Description
This is a small but growing team responsible for the infrastructure and operations behind core developer tools used across the entire engineering organization. You'll own the full lifecycle , patching, upgrades, backups, scaling, and incident response , for services that every engineer depends on daily. The role blends DevOps, SRE, and software engineering, and is ideal for engineers who want high ownership and company-wide impact. You should have a mindset of continuous improvement , if something is manual and repetitive, your instinct should be to automate it away.
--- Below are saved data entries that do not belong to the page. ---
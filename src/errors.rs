//! Error taxonomy shared by the object codec, ref resolution and checkout
//!
//! Format errors mean the bytes on disk do not match the expected grammar and are
//! never recovered. I/O errors are propagated unchanged. Ambiguity and lifecycle
//! errors are kept distinct so the command layer can render friendly messages.

use crate::artifacts::objects::object_id::ObjectId;
use crate::artifacts::objects::object_type::ObjectType;
use std::path::PathBuf;

pub type Result<T> = std::result::Result<T, Error>;

#[derive(Debug, thiserror::Error)]
pub enum Error {
    #[error("unable to open object file {path}")]
    BadFile {
        path: PathBuf,
        #[source]
        source: std::io::Error,
    },

    #[error("unable to decompress object file {path}")]
    Decompress {
        path: PathBuf,
        #[source]
        source: std::io::Error,
    },

    #[error("invalid object type: {0:?}")]
    InvalidType(String),

    #[error("invalid object size: header declares {declared:?}, payload has {actual} bytes")]
    InvalidSize { declared: String, actual: usize },

    #[error("malformed tree entry at byte {offset}: {reason}")]
    MalformedTree { offset: usize, reason: &'static str },

    #[error("{kind} object is missing its {key} header")]
    MissingHeader { kind: ObjectType, key: &'static str },

    #[error("invalid signature line: {0:?}")]
    InvalidSignature(String),

    #[error("invalid object id: {0:?}")]
    InvalidObjectId(String),

    #[error("invalid ref file {path}: {content:?}")]
    InvalidRef { path: PathBuf, content: String },

    #[error("ref {name} exceeds the maximum indirection depth of {depth}")]
    SymrefDepthExceeded { name: String, depth: usize },

    #[error("short object id {name} is ambiguous ({} candidates)", .candidates.len())]
    MultipleResults {
        name: String,
        candidates: Vec<ObjectId>,
    },

    #[error("repository already exists at {0}")]
    AlreadyExists(PathBuf),

    #[error("not a git repository (or any of the parent directories): {0}")]
    NotInitialized(PathBuf),

    #[error("path already exists: {0}")]
    PathExists(PathBuf),

    #[error("object {oid} is a {actual}, expected a {expected}")]
    UnexpectedKind {
        oid: ObjectId,
        expected: ObjectType,
        actual: ObjectType,
    },

    #[error("cannot check out {kind} entry {path}")]
    UnsupportedLeaf { path: PathBuf, kind: String },

    #[error("checkout failed at {path}")]
    Checkout {
        path: PathBuf,
        #[source]
        source: Box<Error>,
    },

    #[error("{0} is not implemented")]
    Unimplemented(&'static str),

    #[error(transparent)]
    Pattern(#[from] regex::Error),

    #[error(transparent)]
    Io(#[from] std::io::Error),
}
//! Materialize a tree into a fresh directory
//!
//! Checkout never touches existing files: the destination must not exist,
//! and every file is created exclusively. Directories are created before
//! their contents and leaves are written in tree order.
//!
//! Each failing leaf is reported as [`Error::Checkout`] naming the path that
//! could not be written, wrapping the underlying error. Directories and files
//! already written before a failure are left in place.

use crate::areas::repository::Repository;
use crate::artifacts::objects::object::Object;
use crate::artifacts::objects::object_id::ObjectId;
use crate::artifacts::objects::tree::{EXECUTABLE_MODE, GITLINK_MODE, SYMLINK_MODE, Tree};
use crate::errors::{Error, Result};
use std::path::Path;

/// Writes the leaves of a tree below a destination directory
pub struct Checkout<'r> {
    repository: &'r Repository,
    written: usize,
}

impl<'r> Checkout<'r> {
    pub fn new(repository: &'r Repository) -> Self {
        Checkout {
            repository,
            written: 0,
        }
    }

    /// Number of files written so far
    pub fn written(&self) -> usize {
        self.written
    }

    /// Create `destination` and write `tree` into it
    pub fn apply(&mut self, tree: &Tree, destination: &Path) -> Result<()> {
        self.repository.workspace().make_directory(destination)?;

        self.write_tree(tree, destination)
    }

    fn write_tree(&mut self, tree: &Tree, dir: &Path) -> Result<()> {
        for leaf in tree.leaves() {
            let path = dir.join(&leaf.path);

            self.write_leaf(leaf.mode, &leaf.oid, &path)
                .map_err(|source| match source {
                    // already names the innermost path
                    Error::Checkout { .. } => source,
                    source => Error::Checkout {
                        path: path.clone(),
                        source: Box::new(source),
                    },
                })?;
        }

        Ok(())
    }

    fn write_leaf(&mut self, mode: u32, oid: &ObjectId, path: &Path) -> Result<()> {
        let workspace = self.repository.workspace();

        if mode == GITLINK_MODE {
            return Err(Error::UnsupportedLeaf {
                path: path.to_path_buf(),
                kind: "gitlink".to_string(),
            });
        }

        match self.repository.database().decode(oid)? {
            Object::Tree(subtree) => {
                workspace.make_directory(path)?;
                self.write_tree(&subtree, path)
            }
            Object::Blob(blob) => {
                tracing::trace!(path = %path.display(), oid = %oid, mode = %format!("{mode:o}"), "writing blob");

                if mode == SYMLINK_MODE {
                    workspace.write_symlink(path, blob.content())?;
                } else {
                    workspace.write_file(path, blob.content(), mode == EXECUTABLE_MODE)?;
                }

                self.written += 1;
                Ok(())
            }
            other => Err(Error::UnsupportedLeaf {
                path: path.to_path_buf(),
                kind: other.object_type().to_string(),
            }),
        }
    }
}

impl Repository {
    /// Write every leaf of `tree` below the new directory `destination`
    ///
    /// Fails with [`Error::PathExists`] when `destination` already exists.
    pub fn checkout(&self, tree: &Tree, destination: &Path) -> Result<()> {
        let mut checkout = Checkout::new(self);
        checkout.apply(tree, destination)?;

        tracing::info!(
            destination = %destination.display(),
            files = checkout.written(),
            "checked out tree"
        );
        Ok(())
    }
}
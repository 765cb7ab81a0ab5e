/*
 * This Source Code Form is subject to the terms of the Mozilla Public
 * License, v. 2.0. If a copy of the MPL was not distributed with this
 * file, You can obtain one at https://mozilla.org/MPL/2.0/.
 */

pub mod cpu;
pub mod disk_io;
pub mod memory;
pub mod network;
pub mod storage_peers;

use crate::{
    prefix::Ipv4Prefix,
    report::SystemMeasurements,
    retry::{retry, Backoff},
    target::{RemoteSession, SessionError, Target},
};
use anyhow::{anyhow, Context};
use cpu::CpuTimes;
use std::{
    sync::Arc,
    time::{Duration, Instant},
};
use tokio::task::JoinHandle;
use tokio_util::sync::CancellationToken;
use tracing::{debug, error, warn};

const INSTALL_DEPENDENCIES: &str = "apt update -y && apt install -y net-tools";

const CMD_CPU: &str = "cat /proc/stat";
const CMD_DISK: &str = "cat /proc/diskstats";
const CMD_MEMORY: &str = "cat /proc/meminfo";
const CMD_NETWORK: &str = "cat /proc/net/dev";
const CMD_CONNECTIONS: &str = "netstat -n -4";

#[derive(Debug, Clone, Copy, PartialEq, Eq)]
pub struct MonitorSettings {
    /// Time between samples.
    pub period: Duration,

    /// How far a loop iteration may overrun `period` before a warning is logged.
    pub jitter_budget: Duration,

    /// Retry policy for installing the tools the monitor needs on the target.
    pub install: Backoff,
}
impl Default for MonitorSettings {
    fn default() -> Self {
        Self {
            period: Duration::from_secs(1),
            jitter_budget: Duration::from_secs(1),
            install: Backoff::new(3, Duration::from_secs(30)),
        }
    }
}

struct StopHandle {
    token: CancellationToken,
    task: JoinHandle<SystemMeasurements>,
}

/// Samples OS telemetry from one target in a background task.
///
/// Stopping is two-phase: [`SystemMonitor::stop_monitoring`] only signals the task,
/// [`SystemMonitor::wait_until_stopped`] waits for it to exit and takes ownership of what it
/// collected. Measurements are only readable after that.
pub struct SystemMonitor {
    target: Arc<dyn Target>,
    prefixes: Arc<Vec<Ipv4Prefix>>,
    settings: MonitorSettings,
    running: Option<StopHandle>,
    measurements: Option<SystemMeasurements>,
}
impl SystemMonitor {
    pub fn new(
        target: Arc<dyn Target>,
        prefixes: Arc<Vec<Ipv4Prefix>>,
        settings: MonitorSettings,
    ) -> Self {
        Self {
            target,
            prefixes,
            settings,
            running: None,
            measurements: None,
        }
    }

    /// Installs the tools needed for sampling.
    pub async fn set_up(&self) -> anyhow::Result<()> {
        retry(
            self.settings.install,
            "installing system monitor dependencies",
            |_| self.target.run_command(INSTALL_DEPENDENCIES),
        )
        .await?;
        Ok(())
    }

    /// Opens a persistent connection to the target and starts sampling over it.
    pub async fn start_monitoring(&mut self) -> anyhow::Result<()> {
        if self.running.is_some() {
            return Err(anyhow!("system monitor is already running"));
        }

        let session = self
            .target
            .client()
            .await
            .context("Unable to open a monitoring connection")?;

        let token = CancellationToken::new();
        let task = tokio::spawn(keep_sampling(
            session,
            self.prefixes.clone(),
            self.settings,
            token.clone(),
        ));

        self.measurements = None;
        self.running = Some(StopHandle { token, task });
        Ok(())
    }

    /// Asks the sampling task to stop. Does not wait.
    pub fn stop_monitoring(&self) {
        if let Some(handle) = &self.running {
            handle.token.cancel();
        }
    }

    /// Waits for the sampling task to exit. Returns immediately if it was never started.
    pub async fn wait_until_stopped(&mut self) {
        let Some(handle) = self.running.take() else {
            return;
        };

        let measurements = match handle.task.await {
            Ok(measurements) => measurements,
            Err(err) => {
                error!("System monitor task failed: {err}");
                SystemMeasurements::default()
            }
        };
        self.measurements = Some(measurements);
    }

    /// The collected measurements, `None` while the sampling task is still running or if it was
    /// never started.
    pub fn system_measurements(&self) -> Option<&SystemMeasurements> {
        match self.running {
            Some(_) => None,
            None => self.measurements.as_ref(),
        }
    }

    pub fn take_system_measurements(&mut self) -> Option<SystemMeasurements> {
        match self.running {
            Some(_) => None,
            None => self.measurements.take(),
        }
    }
}

async fn keep_sampling(
    mut session: Box<dyn RemoteSession>,
    prefixes: Arc<Vec<Ipv4Prefix>>,
    settings: MonitorSettings,
    token: CancellationToken,
) -> SystemMeasurements {
    let mut sm = SystemMeasurements::default();
    let mut prev_cpu = None;
    let mut last_wake = Instant::now();

    loop {
        if token.is_cancelled() {
            break;
        }

        let jitter = last_wake.elapsed().saturating_sub(settings.period);
        if jitter > settings.jitter_budget {
            warn!(
                "System monitor overran its period by {}ms (budget {}ms)",
                jitter.as_millis(),
                settings.jitter_budget.as_millis()
            );
        }
        last_wake = Instant::now();

        if let Err(err) = sample(session.as_mut(), &mut sm, &mut prev_cpu, &prefixes).await {
            error!("Stopping system monitor, {err}");
            break;
        }

        tokio::select! {
            _ = token.cancelled() => break,
            _ = tokio::time::sleep(settings.period) => {}
        }
    }

    debug!("System monitor stopped");
    sm
}

/// Takes one sample of every metric. Only a lost connection is an error, a single failed command
/// just leaves a gap in that metric.
async fn sample(
    session: &mut dyn RemoteSession,
    sm: &mut SystemMeasurements,
    prev_cpu: &mut Option<CpuTimes>,
    prefixes: &[Ipv4Prefix],
) -> Result<(), SessionError> {
    if let Some(stat) = read(session, CMD_CPU).await? {
        let curr = CpuTimes::parse(&stat);
        if let (Some(curr), Some(prev)) = (&curr, &prev_cpu) {
            cpu::append(sm, now(), curr, prev);
        }
        *prev_cpu = curr;
    }

    if let Some(diskstats) = read(session, CMD_DISK).await? {
        disk_io::append(sm, now(), &diskstats);
    }

    if let Some(meminfo) = read(session, CMD_MEMORY).await? {
        memory::append(sm, now(), &meminfo);
    }

    if let Some(net_dev) = read(session, CMD_NETWORK).await? {
        network::append(sm, now(), &net_dev);
    }

    if let Some(netstat) = read(session, CMD_CONNECTIONS).await? {
        storage_peers::append(sm, now(), &netstat, prefixes);
    }

    Ok(())
}

async fn read(session: &mut dyn RemoteSession, cmd: &str) -> Result<Option<String>, SessionError> {
    match session.exec(cmd).await {
        Ok(out) => Ok(Some(out)),
        Err(err) if err.is_connection_lost() => Err(err),
        Err(err) => {
            warn!("System monitor command `{cmd}` failed: {err}");
            Ok(None)
        }
    }
}

fn now() -> i64 {
    chrono::Utc::now().timestamp()
}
As the company's on-prem infrastructure footprint grows, this team will expand its scope to provide SRE capabilities for on-prem systems , making this an opportunity to help shape that practice from the ground up.
- Own the lifecycle of core self-hosted developer tools (e.g., GitHub Enterprise Server, CircleCI, JFrog Artifactory/Xray)
- Design and implement automated systems for patching, backups (with validation), and upgrades
- Scale infrastructure to support a fast-growing engineering org
- Use Infrastructure-as-Code (Terraform) to manage environments
- Operate and troubleshoot systems using Docker, Kubernetes, and cloud platforms (AWS, GCP, Azure)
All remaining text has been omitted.